• _Assigned task_
Exactly the lines from the opening of the data through the line containing "pub const SHEET_NAME_ENV: &str" should be reproduced, please, with nothing added.
---------- Materials provided
use serde::{Deserialize, Serialize};
use std::path::{Path, PathBuf};
use crate::chat::Messages;
use crate::{Error, Result};
use crate::query::DEFAULT_THRESHOLD;

/// Environment variable naming the escalation spreadsheet
pub const SHEET_NAME_ENV: &str = "GOOGLE_SHEET_NAME";

pub const DEFAULT_SHEET_NAME: &str = "chatbotAccess";
pub const DEFAULT_CREDENTIALS_PATH: &str = "credentials.json";
pub const DEFAULT_SHEET_DB_PATH: &str = "escalations.db";
pub const DEFAULT_DATABASE_PATH: &str = "qa.db";
pub const DEFAULT_PORT: u16 = 5000;

#[derive(Debug, Clone, Copy, PartialEq, Eq, Serialize, Deserialize, Default, clap::ValueEnum)]
#[serde(rename_all = "lowercase")]
pub enum SheetBackend {
    #[default]
    Google,
    Sqlite,
}

#[derive(Debug, Clone, Serialize, Deserialize, Default)]
pub struct SheetConfig {
    pub backend: Option<SheetBackend>,
    pub name: Option<String>,
    pub credentials: Option<String>,
    pub path: Option<String>,
}

#[derive(Debug, Clone, Serialize, Deserialize, Default)]
pub struct MessagesConfig {
    pub empty_prompt: Option<String>,
    pub fallback: Option<String>,
}

#[derive(Debug, Clone, Serialize, Deserialize, Default)]
pub struct QabotConfig {
    pub database: Option<String>,
    pub port: Option<u16>,
    pub threshold: Option<f32>,
    #[serde(default)]
    pub sheet: SheetConfig,
    #[serde(default)]
    pub messages: MessagesConfig,
}

impl QabotConfig {
    pub fn database_path(&self) -> PathBuf {
        PathBuf::from(self.database.as_deref().unwrap_or(DEFAULT_DATABASE_PATH))
    }

    pub fn port(&self) -> u16 {
        self.port.unwrap_or(DEFAULT_PORT)
    }

    pub fn threshold(&self) -> f32 {
        self.threshold.unwrap_or(DEFAULT_THRESHOLD)
    }

    pub fn sheet_backend(&self) -> SheetBackend {
        self.sheet.backend.unwrap_or_default()
    }

    /// Config file value, then `GOOGLE_SHEET_NAME`, then the default
    pub fn sheet_name(&self) -> String {
        resolve_sheet_name(self.sheet.name.as_deref(), std::env::var(SHEET_NAME_ENV).ok())
    }

    pub fn credentials_path(&self) -> PathBuf {
        PathBuf::from(self.sheet.credentials.as_deref().unwrap_or(DEFAULT_CREDENTIALS_PATH))
    }

    pub fn sheet_db_path(&self) -> PathBuf {
        PathBuf::from(self.sheet.path.as_deref().unwrap_or(DEFAULT_SHEET_DB_PATH))
    }

    pub fn messages(&self) -> Messages {
        let defaults = Messages::default();
        Messages {
            empty_prompt: self.messages.empty_prompt.clone().unwrap_or(defaults.empty_prompt),
            fallback: self.messages.fallback.clone().unwrap_or(defaults.fallback),
        }
    }
}

fn resolve_sheet_name(configured: Option<&str>, env: Option<String>) -> String {
    configured
        .map(str::to_string)
        .or_else(|| env.filter(|v| !v.trim().is_empty()))
        .unwrap_or_else(|| DEFAULT_SHEET_NAME.to_string())
}

pub fn default_config_path() -> PathBuf {
    PathBuf::from("qabot.toml")
}

/// Load the config file; a missing default file is not an error
pub fn load_config(path: Option<&Path>) -> Result<QabotConfig> {
    let explicit = path.is_some();
    let path = path.map(Path::to_path_buf).unwrap_or_else(default_config_path);
    if !path.exists() {
        if explicit {
            return Err(Error::Config(format!("config file not found: {}", path.display())));
        }
        return Ok(QabotConfig::default());
    }

    let contents = std::fs::read_to_string(&path)?;
    toml::from_str(&contents).map_err(|e| Error::Config(format!("{}: {}", path.display(), e)))
}

#[cfg(test)]
mod tests {
    use super::*;

    #[test]
    fn test_defaults() {
        let config = QabotConfig::default();
        assert_eq!(config.port(), 5000);
        assert_eq!(config.threshold(), 0.5);
        assert_eq!(config.sheet_backend(), SheetBackend::Google);
        assert_eq!(config.credentials_path(), PathBuf::from("credentials.json"));
        assert_eq!(config.messages(), Messages::default());
    }

    #[test]
    fn test_parse_file() {
        let dir = tempfile::tempdir().unwrap();
        let path = dir.path().join("qabot.toml");
        std::fs::write(
            &path,
            r#"
database = "faq.db"
threshold = 0.4

[sheet]
backend = "sqlite"
path = "local.db"

[messages]
fallback = "No idea."
"#,
        )
        .unwrap();

        let config = load_config(Some(&path)).unwrap();
        assert_eq!(config.database_path(), PathBuf::from("faq.db"));
        assert_eq!(config.threshold(), 0.4);
        assert_eq!(config.sheet_backend(), SheetBackend::Sqlite);
        assert_eq!(config.sheet_db_path(), PathBuf::from("local.db"));
        assert_eq!(config.messages().fallback, "No idea.");
        assert_eq!(config.messages().empty_prompt, "Please ask a question.");
    }

    #[test]
    fn test_missing_explicit_file_is_error() {
        let dir = tempfile::tempdir().unwrap();
        assert!(matches!(
            load_config(Some(&dir.path().join("nope.toml"))),
            Err(Error::Config(_))
        ));
    }

    #[test]
    fn test_malformed_file_is_config_error() {
        let dir = tempfile::tempdir().unwrap();
        let path = dir.path().join("qabot.toml");
        std::fs::write(&path, "port = \"not a number\"").unwrap();

        assert!(matches!(load_config(Some(&path)), Err(Error::Config(_))));
    }

    #[test]
    fn test_unreadable_path_is_io_error() {
        let dir = tempfile::tempdir().unwrap();
        // A directory exists but cannot be read as a file.
        assert!(matches!(load_config(Some(dir.path())), Err(Error::Io(_))));
    }

    #[test]
    fn test_sheet_name_precedence() {
        assert_eq!(resolve_sheet_name(Some("fromfile"), Some("fromenv".into())), "fromfile");
        assert_eq!(resolve_sheet_name(None, Some("fromenv".into())), "fromenv");
        assert_eq!(resolve_sheet_name(None, Some("  ".into())), "chatbotAccess");
        assert_eq!(resolve_sheet_name(None, None), "chatbotAccess");
    }
}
--------------------
• _Result_
use serde::{Deserialize, Serialize};
use std::path::{Path, PathBuf};
use crate::chat::Messages;
use crate::{Error, Result};
use crate::query::DEFAULT_THRESHOLD;

/// Environment variable naming the escalation spreadsheet
pub const SHEET_NAME_ENV: &str = "GOOGLE_SHEET_NAME";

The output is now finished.